● **THE TASK**: Counting only lines below that contain the string "etag", give the total as a single number.
** Opening THE DATA block **
//! Shared test infrastructure for integration tests
//!
//! Provides ScriptedTransport, a recording transport with per-part failure
//! and delay injection, plus byte-source helpers.

#![allow(dead_code)]

use async_trait::async_trait;
use bytes::Bytes;
use futures::stream::{self, Stream};
use parking_lot::Mutex;
use partrelay::storage::{MultipartTransport, SessionStart, TransportError};
use partrelay::types::{CompletedPart, ResponseMetadata};
use std::collections::{HashMap, HashSet};
use std::io;
use std::pin::Pin;
use std::sync::Arc;
use std::time::Duration;

pub const SESSION_ID: &str = "session-1";
pub const REQUEST_ID: &str = "req-1";

/// One observed interaction, in the order it happened
#[derive(Debug, Clone, PartialEq, Eq)]
pub enum Event {
    Begin { key: String },
    PartStarted(u32),
    PartFinished(u32),
    Complete(Vec<u32>),
    Abort,
    PutObject { size: usize },
    /// The byte source handed out its n-th frame
    Pulled(u32),
}

/// Transport double that records every call and fails on request.
#[derive(Default)]
pub struct ScriptedTransport {
    events: Mutex<Vec<Event>>,
    failing_parts: HashSet<u32>,
    part_delays: HashMap<u32, Duration>,
    fail_begin: bool,
    fail_complete: bool,
    fail_abort: bool,
}

impl ScriptedTransport {
    pub fn new() -> Self {
        Self::default()
    }

    // ── Scripting ──

    pub fn with_failing_part(mut self, part_number: u32) -> Self {
        self.failing_parts.insert(part_number);
        self
    }

    pub fn with_part_delay(mut self, part_number: u32, millis: u64) -> Self {
        self.part_delays
            .insert(part_number, Duration::from_millis(millis));
        self
    }

    pub fn failing_begin(mut self) -> Self {
        self.fail_begin = true;
        self
    }

    pub fn failing_complete(mut self) -> Self {
        self.fail_complete = true;
        self
    }

    pub fn failing_abort(mut self) -> Self {
        self.fail_abort = true;
        self
    }

    pub fn into_arc(self) -> Arc<Self> {
        Arc::new(self)
    }

    // ── Inspection ──

    pub fn record(&self, event: Event) {
        self.events.lock().push(event);
    }

    pub fn events(&self) -> Vec<Event> {
        self.events.lock().clone()
    }

    pub fn count(&self, pred: impl Fn(&Event) -> bool) -> usize {
        self.events.lock().iter().filter(|&e| pred(e)).count()
    }

    pub fn aborts(&self) -> usize {
        self.count(|e| matches!(e, Event::Abort))
    }

    pub fn completes(&self) -> Vec<Vec<u32>> {
        self.events
            .lock()
            .iter()
            .filter_map(|e| match e {
                Event::Complete(parts) => Some(parts.clone()),
                _ => None,
            })
            .collect()
    }

    pub fn started_parts(&self) -> Vec<u32> {
        self.events
            .lock()
            .iter()
            .filter_map(|e| match e {
                Event::PartStarted(n) => Some(*n),
                _ => None,
            })
            .collect()
    }

    /// Position of the first matching event
    pub fn position(&self, event: &Event) -> Option<usize> {
        self.events.lock().iter().position(|e| e == event)
    }
}

#[async_trait]
impl MultipartTransport for ScriptedTransport {
    async fn begin_session(&self, _bucket: &str, key: &str) -> Result<SessionStart, TransportError> {
        self.record(Event::Begin {
            key: key.to_string(),
        });
        if self.fail_begin {
            return Err(TransportError::S3("AccessDenied".to_string()));
        }
        Ok(SessionStart {
            session_id: SESSION_ID.to_string(),
            response_metadata: ResponseMetadata {
                request_id: Some(REQUEST_ID.to_string()),
                extended_request_id: None,
            },
        })
    }

    async fn upload_part(
        &self,
        _bucket: &str,
        _key: &str,
        session_id: &str,
        part_number: u32,
        _body: Bytes,
    ) -> Result<String, TransportError> {
        assert_eq!(session_id, SESSION_ID);
        self.record(Event::PartStarted(part_number));
        if let Some(delay) = self.part_delays.get(&part_number) {
            tokio::time::sleep(*delay).await;
        }
        self.record(Event::PartFinished(part_number));
        if self.failing_parts.contains(&part_number) {
            return Err(TransportError::S3(format!(
                "connection reset on part {}",
                part_number
            )));
        }
        Ok(format!("etag-{}", part_number))
    }

    async fn complete_session(
        &self,
        _bucket: &str,
        _key: &str,
        _session_id: &str,
        parts: &[CompletedPart],
    ) -> Result<(), TransportError> {
        self.record(Event::Complete(
            parts.iter().map(|p| p.part_number).collect(),
        ));
        for part in parts {
            assert_eq!(part.etag, format!("etag-{}", part.part_number));
        }
        if self.fail_complete {
            return Err(TransportError::S3("InternalError".to_string()));
        }
        Ok(())
    }

    async fn abort_session(
        &self,
        _bucket: &str,
        _key: &str,
        _session_id: &str,
    ) -> Result<(), TransportError> {
        self.record(Event::Abort);
        if self.fail_abort {
            return Err(TransportError::S3("ServiceUnavailable".to_string()));
        }
        Ok(())
    }

    async fn put_object(&self, _bucket: &str, _key: &str, body: Bytes) -> Result<(), TransportError> {
        self.record(Event::PutObject { size: body.len() });
        Ok(())
    }

    fn name(&self) -> &'static str {
        "scripted"
    }
}

// ── Byte sources ──

pub type ByteSource = Pin<Box<dyn Stream<Item = Result<Bytes, io::Error>> + Send>>;

/// A frame of `len` bytes, every byte set to `fill`
pub fn frame(len: usize, fill: u8) -> Bytes {
    Bytes::from(vec![fill; len])
}

/// Source that yields `frames` in order and then ends
pub fn source(frames: Vec<Bytes>) -> ByteSource {
    Box::pin(stream::iter(frames.into_iter().map(Ok::<Bytes, io::Error>)))
}

/// Source that yields `frames` and then fails
pub fn failing_source(frames: Vec<Bytes>) -> ByteSource {
    let items: Vec<Result<Bytes, io::Error>> = frames
        .into_iter()
        .map(Ok)
        .chain(std::iter::once(Err(io::Error::new(
            io::ErrorKind::ConnectionReset,
            "client went away",
        ))))
        .collect();
    Box::pin(stream::iter(items))
}

/// Source that records `Event::Pulled(n)` on the transport each time it
/// hands out frame n
pub fn recorded_source(transport: Arc<ScriptedTransport>, frames: Vec<Bytes>) -> ByteSource {
    let state = (frames.into_iter().enumerate(), transport);
    Box::pin(stream::unfold(state, |(mut frames, transport)| async move {
        let (i, frame) = frames.next()?;
        transport.record(Event::Pulled(i as u32 + 1));
        Some((Ok::<Bytes, io::Error>(frame), (frames, transport)))
    }))
}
** Closing THE DATA block **
● **WRITTEN RESPONSE**: 2